その姿を目にして、その昔、「ダウンタウンのごっつええ感じ」(フジテレビ系)で松本人志が演じる「キャシィ塚本」なるキャラクターが登場する料理コントを思い出した。
このキャシィ塚本というのがとんでもない情緒不安定で、アシスタント役の今田耕司や篠原涼子に向かって急に暴言を吐いたり、暴力をふるったり、セクハラをかましたり、果ては調理器具や食材を放り投げたり。今なら「即アウト」なコントだった。さすがのレミもここまでハチャメチャではないと思っていたが、まさかプチトマトを放り投げるとは。
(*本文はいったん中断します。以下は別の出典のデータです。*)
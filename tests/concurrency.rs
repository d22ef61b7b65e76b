// Ultralytics 🚀 AGPL-3.0 License - https://ultralytics.com/license
//! 互斥区相关: 故障注入后锁被释放、重建在锁内完成、定时清零

use std::sync::atomic::{AtomicUsize, Ordering};
use std::sync::{Arc, Mutex};
use std::thread;
use std::time::Duration;

use image::RgbImage;
use sentinel_counter::detection::{Detection, RawPrediction, ReplayDetector, TrackRow, TrackedBox};
use sentinel_counter::settings::{GeneralSettings, ModelSettings, TrackingSettings};
use sentinel_counter::tracking::{ActiveTrack, MultiObjectTracker, TrackerKind, TrackerParams};
use sentinel_counter::{
    Clock, CyclingTimer, DefaultTrackerFactory, FrameOutcome, FramePipeline, Locker, ManualClock,
    Session, SettingOrchestrator, SharedSession, TrackerFactory,
};

fn session() -> SharedSession {
    let mut general = GeneralSettings::default();
    general.classes = vec!["car".to_string(), "bike".to_string()];
    general.tracked_classes = general.classes.clone();
    general.input_width = 32;
    general.input_height = 32;
    general.screen_width = 32;
    general.screen_height = 32;
    general.realistic_processing = false;
    let tracking = TrackingSettings {
        kind: TrackerKind::Iou,
        params: TrackerParams {
            min_hits: 0,
            max_age: 5,
            detection_threshold: 0.3,
        },
    };
    Session::new(general, tracking, ModelSettings::default()).shared()
}

fn car() -> RawPrediction {
    RawPrediction {
        x1: 4.0,
        y1: 4.0,
        x2: 20.0,
        y2: 20.0,
        confidence: 0.9,
        class_id: 0,
    }
}

/// 第 `fail_on` 次 update 返回错误, 其余时候每个检测框成为 age=10 的轨迹
struct FlakyTracker {
    calls: usize,
    fail_on: usize,
    locker: SharedSession,
    lock_held_during_update: Arc<AtomicUsize>,
}

impl MultiObjectTracker for FlakyTracker {
    fn name(&self) -> &'static str {
        "flaky"
    }

    fn update(&mut self, detections: &[Detection], _f: &RgbImage) -> anyhow::Result<Vec<TrackRow>> {
        self.calls += 1;
        if self.locker.is_locked() {
            self.lock_held_during_update.fetch_add(1, Ordering::SeqCst);
        }
        if self.calls == self.fail_on {
            anyhow::bail!("injected failure");
        }
        Ok(detections
            .iter()
            .map(|d| TrackRow {
                rect: d.rect(),
                track_id: 1,
                confidence: d.confidence,
                class_id: d.class_id,
            })
            .collect())
    }

    fn active_tracks(&self) -> Vec<ActiveTrack> {
        vec![ActiveTrack {
            track_id: 1,
            class_id: 0,
            age: 10,
        }]
    }
}

struct FlakyFactory {
    locker: SharedSession,
    lock_held: Arc<AtomicUsize>,
}

impl TrackerFactory for FlakyFactory {
    fn build(
        &self,
        _kind: TrackerKind,
        _params: &TrackerParams,
        _box_threshold: f32,
    ) -> anyhow::Result<Box<dyn MultiObjectTracker>> {
        Ok(Box::new(FlakyTracker {
            calls: 0,
            fail_on: 2,
            locker: self.locker.clone(),
            lock_held_during_update: Arc::clone(&self.lock_held),
        }))
    }
}

#[test]
fn tracker_failure_releases_lock_and_next_frame_completes() {
    let session = session();
    let lock_held = Arc::new(AtomicUsize::new(0));
    SettingOrchestrator::new(session.clone())
        .load_detector(Box::new(ReplayDetector::from_frames(vec![vec![car()]]).looped(true)));
    let factory = FlakyFactory {
        locker: session.clone(),
        lock_held: Arc::clone(&lock_held),
    };
    let mut pipeline = FramePipeline::new(session.clone(), Arc::new(factory));
    let frame = RgbImage::new(32, 32);

    let FrameOutcome::Processed(first) = pipeline.process_frame(0, &frame) else {
        panic!("frame 0 should be processed");
    };
    assert_eq!(first.tracked, 1);

    // 跟踪器失败: 本帧不跟踪任何目标
    let FrameOutcome::Processed(failed) = pipeline.process_frame(1, &frame) else {
        panic!("frame 1 degrades instead of failing");
    };
    assert_eq!(failed.tracked, 0);
    assert!(!session.is_locked());

    let FrameOutcome::Processed(next) = pipeline.process_frame(2, &frame) else {
        panic!("frame 2 should be processed");
    };
    assert_eq!(next.tracked, 1);
    assert_eq!(next.counts[0], ("car".to_string(), 1));
    // 每次 update 都发生在互斥区内
    assert_eq!(lock_held.load(Ordering::SeqCst), 3);
}

/// 记录构建代数; 构建期间检查锁被持有, 并故意放慢构建
struct GenerationFactory {
    locker: SharedSession,
    generation: AtomicUsize,
    built_outside_lock: AtomicUsize,
    log: Arc<Mutex<Vec<usize>>>,
}

struct GenerationTracker {
    generation: usize,
    log: Arc<Mutex<Vec<usize>>>,
}

impl MultiObjectTracker for GenerationTracker {
    fn name(&self) -> &'static str {
        "generation"
    }

    fn update(&mut self, _d: &[Detection], _f: &RgbImage) -> anyhow::Result<Vec<TrackRow>> {
        self.log.lock().unwrap().push(self.generation);
        Ok(Vec::new())
    }

    fn active_tracks(&self) -> Vec<ActiveTrack> {
        Vec::new()
    }
}

impl TrackerFactory for GenerationFactory {
    fn build(
        &self,
        _kind: TrackerKind,
        _params: &TrackerParams,
        _box_threshold: f32,
    ) -> anyhow::Result<Box<dyn MultiObjectTracker>> {
        if !self.locker.is_locked() {
            self.built_outside_lock.fetch_add(1, Ordering::SeqCst);
        }
        let generation = self.generation.fetch_add(1, Ordering::SeqCst);
        thread::sleep(Duration::from_millis(2));
        Ok(Box::new(GenerationTracker {
            generation,
            log: Arc::clone(&self.log),
        }))
    }
}

#[test]
fn concurrent_reset_requests_rebuild_inside_one_critical_section() {
    let session = session();
    let orchestrator = SettingOrchestrator::new(session.clone());
    orchestrator.load_detector(Box::new(ReplayDetector::from_frames(vec![vec![car()]]).looped(true)));

    let log = Arc::new(Mutex::new(Vec::new()));
    let factory = Arc::new(GenerationFactory {
        locker: session.clone(),
        generation: AtomicUsize::new(0),
        built_outside_lock: AtomicUsize::new(0),
        log: Arc::clone(&log),
    });
    let mut pipeline = FramePipeline::new(session.clone(), factory.clone());

    let mutator = {
        let orchestrator = orchestrator.clone();
        thread::spawn(move || {
            for i in 0..50u32 {
                orchestrator.set_min_hits(i % 4).unwrap();
                thread::sleep(Duration::from_micros(300));
            }
        })
    };

    let frame = RgbImage::new(32, 32);
    for i in 0..100 {
        assert!(pipeline.process_frame(i, &frame).is_processed());
    }
    mutator.join().unwrap();

    assert_eq!(factory.built_outside_lock.load(Ordering::SeqCst), 0);
    let log = log.lock().unwrap();
    assert_eq!(log.len(), 100);
    // 每帧只用一个跟踪器实例, 且代数单调不减
    assert!(log.windows(2).all(|w| w[0] <= w[1]));
    assert!(factory.generation.load(Ordering::SeqCst) >= 1);
}

#[test]
fn timer_resets_counts_under_the_session_lock() {
    let session = session();
    session.lock().rebuild(&DefaultTrackerFactory, None).unwrap();
    {
        let mut s = session.lock();
        let p = s.processors.as_mut().unwrap();
        let boxes = [TrackedBox {
            x1: 0.0,
            y1: 0.0,
            x2: 5.0,
            y2: 5.0,
            track_id: 11,
            confidence: 0.9,
            class_id: 1,
        }];
        assert!(p.counter.update_counts(&boxes, false));
    }
    assert_eq!(session.lock().counts().unwrap().get("bike"), Some(1));

    let clock = Arc::new(ManualClock::new());
    let timer = Arc::new(
        CyclingTimer::new(
            "statistics",
            1.0,
            |s: &mut Session| {
                s.reset_counts();
            },
            session.clone(),
        )
        .unwrap()
        .with_clock(clock.clone() as Arc<dyn Clock>),
    );
    let handle = Arc::clone(&timer).spawn();
    while timer.fire_count() == 0 {
        thread::sleep(Duration::from_millis(1));
    }
    timer.stop();
    handle.join().unwrap();

    assert_eq!(session.lock().counts().unwrap().get("bike"), Some(0));
    assert!(clock.elapsed() >= Duration::from_secs(60));
}

#[test]
fn locker_is_shared_between_clones() {
    let a = Locker::new(0u32);
    let b = a.clone();
    let handles: Vec<_> = (0..4)
        .map(|_| {
            let l = b.clone();
            thread::spawn(move || {
                for _ in 0..1000 {
                    l.with(|v| *v += 1);
                }
            })
        })
        .collect();
    for h in handles {
        h.join().unwrap();
    }
    assert_eq!(*a.lock(), 4000);
}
なにかとコンプライアンスがうるさい昨今、さらに以前から「食べ物を粗末にする行為」は大きな批判を呼び、ましてやNHKだ。その後、出演者たちが「我々が美味しくいただきます」と必死でフォローしたけれども(私は大笑いしたが)、世間が必要以上に騒ぐのではなかろうかと、心配でならなかった。
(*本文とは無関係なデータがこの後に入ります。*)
// Ultralytics 🚀 AGPL-3.0 License - https://ultralytics.com/license
//! 类别颜色表

use image::Rgb;

/// 每个类别一个颜色, 沿 "spring" 色带 (品红 → 黄) 均匀取样
#[derive(Debug, Clone)]
pub struct ColorMap {
    colors: Vec<Rgb<u8>>,
}

impl ColorMap {
    pub fn spring(n: usize) -> Self {
        let colors = (0..n)
            .map(|i| {
                let v = ((i as f32 / n as f32) * 255.0) as u8;
                Rgb([255, v, 255 - v])
            })
            .collect();
        Self { colors }
    }

    /// 越界时回退到白色
    pub fn color(&self, class_id: usize) -> Rgb<u8> {
        self.colors.get(class_id).copied().unwrap_or(Rgb([255, 255, 255]))
    }

    pub fn len(&self) -> usize {
        self.colors.len()
    }

    pub fn is_empty(&self) -> bool {
        self.colors.is_empty()
    }
}
#[cfg(test)]
mod tests {
    use super::*;
    use crate::settings::Session;

    fn orchestrator() -> SettingOrchestrator {
        let mut general = GeneralSettings::default();
        general.classes = vec!["car".into(), "bike".into(), "person".into()];
        general.tracked_classes = vec!["car".into(), "bike".into()];
        let session = Session::new(general, TrackingSettings::default(), ModelSettings::default());
        let orch = SettingOrchestrator::new(session.shared());
        orch.session().lock().needs_reset = false;
        orch
    }

    #[test]
    fn box_threshold_rejects_out_of_range_and_keeps_prior() {
        let o = orchestrator();
        for bad in [0.0, 1.0, -0.5, 1.5, f32::NAN] {
            assert!(matches!(
                o.set_box_threshold(bad),
                Err(SentinelError::InvalidSetting { field: "box_threshold", .. })
            ));
        }
        let snap = o.snapshot();
        assert_eq!(snap.general.box_threshold, 0.6);
        assert!(!snap.needs_reset);

        o.set_box_threshold(0.45).unwrap();
        let snap = o.snapshot();
        assert_eq!(snap.general.box_threshold, 0.45);
        assert!(snap.needs_reset);
    }

    #[test]
    fn unparsable_text_never_coerces_to_zero() {
        let o = orchestrator();
        assert!(o.apply("box_threshold", "abc").is_err());
        assert!(o.apply("input_width", "-3").is_err());
        assert!(o.apply("max_age", "").is_err());
        let snap = o.snapshot();
        assert_eq!(snap.general.box_threshold, 0.6);
        assert_eq!(snap.general.input_width, 640);
        assert_eq!(snap.tracking.params.max_age, 1000);
        assert!(!snap.needs_reset);
    }

    #[test]
    fn tracker_affecting_fields_raise_reset() {
        let o = orchestrator();
        o.set_save_results(true).unwrap();
        o.set_screen_dimensions(1280, 720).unwrap();
        assert!(!o.snapshot().needs_reset);

        o.set_min_hits(2).unwrap();
        let snap = o.snapshot();
        assert!(snap.needs_reset);
        assert_eq!(snap.tracking.params.min_hits, 2);
    }

    #[test]
    fn switching_tracker_applies_its_defaults() {
        let o = orchestrator();
        o.apply("tracker", "IOU").unwrap();
        let snap = o.snapshot();
        assert_eq!(snap.tracking.kind, TrackerKind::Iou);
        assert_eq!(snap.tracking.params, TrackerKind::Iou.default_params());
        assert!(o.apply("tracker", "deepsort").is_err());
        assert_eq!(o.snapshot().tracking.kind, TrackerKind::Iou);
    }

    #[test]
    fn tracked_classes_must_exist() {
        let o = orchestrator();
        assert!(o.set_tracked_classes(vec!["truck".into()]).is_err());
        assert_eq!(o.snapshot().general.tracked_classes, vec!["car", "bike"]);

        o.apply("tracked_classes", " person , car ,car").unwrap();
        assert_eq!(o.snapshot().general.tracked_classes, vec!["person", "car"]);
    }

    #[test]
    fn shrinking_classes_prunes_tracked() {
        let o = orchestrator();
        o.set_classes(vec!["bike".into(), "bus".into()]).unwrap();
        let snap = o.snapshot();
        assert_eq!(snap.general.classes, vec!["bike", "bus"]);
        assert_eq!(snap.general.tracked_classes, vec!["bike"]);
        assert!(o.set_classes(vec![" ".into()]).is_err());
    }

    #[test]
    fn text_fields_parse() {
        let o = orchestrator();
        o.apply("screen-dimensions", "800x600").unwrap();
        o.apply("save_new_objects", "yes").unwrap();
        o.apply("reset_stats_min", "1.5").unwrap();
        o.apply("video_format", "gif").unwrap();
        let snap = o.snapshot();
        assert_eq!(snap.general.screen_size(), (800, 600));
        assert!(snap.general.save_new_objects);
        assert_eq!(snap.general.reset_stats_min, 1.5);

        assert!(o.apply("screen_dimensions", "800").is_err());
        assert!(o.apply("save_results", "maybe").is_err());
        assert!(o.apply("reset_stats_min", "-1").is_err());
        assert!(o.apply("no_such_field", "1").is_err());
    }

    #[test]
    fn reset_period_must_fit_the_timer() {
        let o = orchestrator();
        o.set_reset_stats_min(30.0).unwrap();
        assert!(o.set_reset_stats_min(1e18).is_err());
        assert!(o.set_reset_stats_min(f64::INFINITY).is_err());
        assert!(o.apply("reset_stats_min", "20000").is_err());
        assert_eq!(o.snapshot().general.reset_stats_min, 30.0);
        o.set_reset_stats_min(0.0).unwrap();
        assert!(!o.snapshot().general.auto_reset_enabled());
    }

    #[test]
    fn abort_and_reset_without_processors() {
        let o = orchestrator();
        o.reset_counts();
        assert_eq!(o.counts(), None);
        o.abort();
        assert!(o.snapshot().aborting);
    }

    #[test]
    fn field_names_round_trip() {
        for f in SettingField::ALL {
            assert_eq!(f.as_str().parse::<SettingField>().unwrap(), f);
        }
    }
}
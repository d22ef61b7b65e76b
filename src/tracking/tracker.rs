// Ultralytics 🚀 AGPL-3.0 License - https://ultralytics.com/license
//! 多目标跟踪公共组件
//! Common components for multi-object tracking

use image::RgbImage;

use crate::detection::{Detection, TrackRow};

// ========== 跟踪器统一接口 ==========

/// 活跃轨迹快照
#[derive(Clone, Debug, PartialEq, Eq)]
pub struct ActiveTrack {
    pub track_id: u64,
    pub class_id: usize,
    /// 轨迹被命中的帧数
    pub age: u32,
}

/// 多目标跟踪器 Trait
///
/// 内置变体 (ByteTrack, IoU) 与测试用的脚本跟踪器都实现此接口
pub trait MultiObjectTracker: Send {
    fn name(&self) -> &'static str;

    /// 更新跟踪器
    ///
    /// # 参数
    /// - `detections`: 当前帧的检测框 (推理尺寸坐标系)
    /// - `frame`:      推理尺寸图像
    ///
    /// # 返回
    /// 本帧输出的轨迹行 `[x1, y1, x2, y2, track_id, confidence, class_id]`
    fn update(&mut self, detections: &[Detection], frame: &RgbImage) -> anyhow::Result<Vec<TrackRow>>;

    /// 当前所有活跃轨迹 (含 age)
    fn active_tracks(&self) -> Vec<ActiveTrack>;
}

// ========== 卡尔曼滤波器 ==========

/// 简化卡尔曼滤波器 (单个边界框的位置和尺寸平滑)
/// 状态向量: [x_center, y_center, width, height, vx, vy, vw, vh]
#[derive(Clone, Debug)]
pub struct KalmanBoxFilter {
    state: [f32; 8],

    /// 估计误差协方差 (简化为对角阵)
    p: [f32; 8],

    /// 过程噪声
    q: f32,

    /// 观测噪声
    r: f32,

    /// 速度衰减因子
    velocity_decay: f32,
}

impl KalmanBoxFilter {
    /// - `q`: 过程噪声 (0.1-1.0, 越小越平滑)
    /// - `r`: 观测噪声 (越大越平滑)
    pub fn new(rect: &[f32; 4], q: f32, r: f32) -> Self {
        let [cx, cy, w, h] = to_cxcywh(rect);
        Self {
            state: [cx, cy, w, h, 0.0, 0.0, 0.0, 0.0],
            p: [10.0; 8],
            q,
            r,
            velocity_decay: 0.95,
        }
    }

    /// 匀速模型预测
    pub fn predict(&mut self) {
        for v in &mut self.state[4..6] {
            *v *= self.velocity_decay;
        }
        // 尺寸变化更慢
        for v in &mut self.state[6..8] {
            *v *= 0.98;
        }
        for i in 0..4 {
            self.state[i] += self.state[i + 4];
        }
        for p in &mut self.p {
            *p += self.q;
        }
    }

    /// 融合观测值
    pub fn update(&mut self, rect: &[f32; 4]) {
        let z = to_cxcywh(rect);
        let y = [
            z[0] - self.state[0],
            z[1] - self.state[1],
            z[2] - self.state[2],
            z[3] - self.state[3],
        ];

        // K = P / (P + R), 速度分量的观测噪声放大 10 倍
        let mut k = [0.0f32; 8];
        for i in 0..8 {
            let r = if i < 4 { self.r } else { self.r * 10.0 };
            k[i] = self.p[i] / (self.p[i] + r);
        }

        for i in 0..4 {
            self.state[i] += k[i] * y[i];
            self.state[i + 4] += k[i + 4] * y[i];
        }
        for i in 0..8 {
            self.p[i] *= 1.0 - k[i];
        }
    }

    /// 当前状态的边界框
    pub fn state_rect(&self) -> [f32; 4] {
        from_cxcywh(self.state[0], self.state[1], self.state[2], self.state[3])
    }

    /// 下一帧预测框 (用于匹配)
    pub fn predicted_rect(&self) -> [f32; 4] {
        from_cxcywh(
            self.state[0] + self.state[4],
            self.state[1] + self.state[5],
            self.state[2] + self.state[6],
            self.state[3] + self.state[7],
        )
    }
}

fn to_cxcywh(rect: &[f32; 4]) -> [f32; 4] {
    [
        (rect[0] + rect[2]) / 2.0,
        (rect[1] + rect[3]) / 2.0,
        rect[2] - rect[0],
        rect[3] - rect[1],
    ]
}

fn from_cxcywh(cx: f32, cy: f32, w: f32, h: f32) -> [f32; 4] {
    let w = w.max(1.0);
    let h = h.max(1.0);
    [cx - w / 2.0, cy - h / 2.0, cx + w / 2.0, cy + h / 2.0]
}

// ========== 工具函数 ==========

/// 计算两个边界框的IOU (Intersection over Union)
pub fn compute_iou(a: &[f32; 4], b: &[f32; 4]) -> f32 {
    let x1 = a[0].max(b[0]);
    let y1 = a[1].max(b[1]);
    let x2 = a[2].min(b[2]);
    let y2 = a[3].min(b[3]);

    if x2 <= x1 || y2 <= y1 {
        return 0.0;
    }

    let intersection = (x2 - x1) * (y2 - y1);
    let area1 = (a[2] - a[0]) * (a[3] - a[1]);
    let area2 = (b[2] - b[0]) * (b[3] - b[1]);
    let union = area1 + area2 - intersection;

    if union <= 0.0 {
        return 0.0;
    }

    intersection / union
}

/// 贪心 IoU 匹配: 返回 (检测下标, 轨迹下标)
///
/// `pairs` 中每个候选为 (检测下标, 轨迹下标, iou), 低于阈值的候选被丢弃
pub fn greedy_assign(mut pairs: Vec<(usize, usize, f32)>, iou_threshold: f32) -> Vec<(usize, usize)> {
    pairs.retain(|&(_, _, iou)| iou >= iou_threshold);
    // 按 IoU 降序, NaN 视为相等
    pairs.sort_by(|a, b| b.2.partial_cmp(&a.2).unwrap_or(std::cmp::Ordering::Equal));

    let mut used_det = Vec::new();
    let mut used_track = Vec::new();
    let mut assignments = Vec::new();
    for (det, track, _) in pairs {
        if !used_det.contains(&det) && !used_track.contains(&track) {
            used_det.push(det);
            used_track.push(track);
            assignments.push((det, track));
        }
    }
    assignments
}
1985年に「きょうの料理」(NHK)にレミが初出演した際、調理の過程での「トマトを素手で握り潰す」という行為に放送終了後、たくさんの批判がNHKに寄せられた。ところが後日、新聞に「お見事でした」と絶賛する記事が載ったことで、彼女のスタイルが支持されるようになり、そこから今日に続く「平野レミ伝説」が始まった。奇しくもそのトマトがまた、騒動の種になりそうな気配だ。
そういえば「ダウンタウンのごっつええ感じ」(フジテレビ系)が終了した理由が、当初は2時間のスペシャル枠で放送される予定だったにもかかわらず、急遽、セ・リーグ優勝決定試合の中継放送に差し替えられて松本が激怒したことが原因だった。まさかとは思うが、「平野レミの早わざレシピ」まで、野球放送が原因で終了…なんてことにならないことを祈るばかりだ。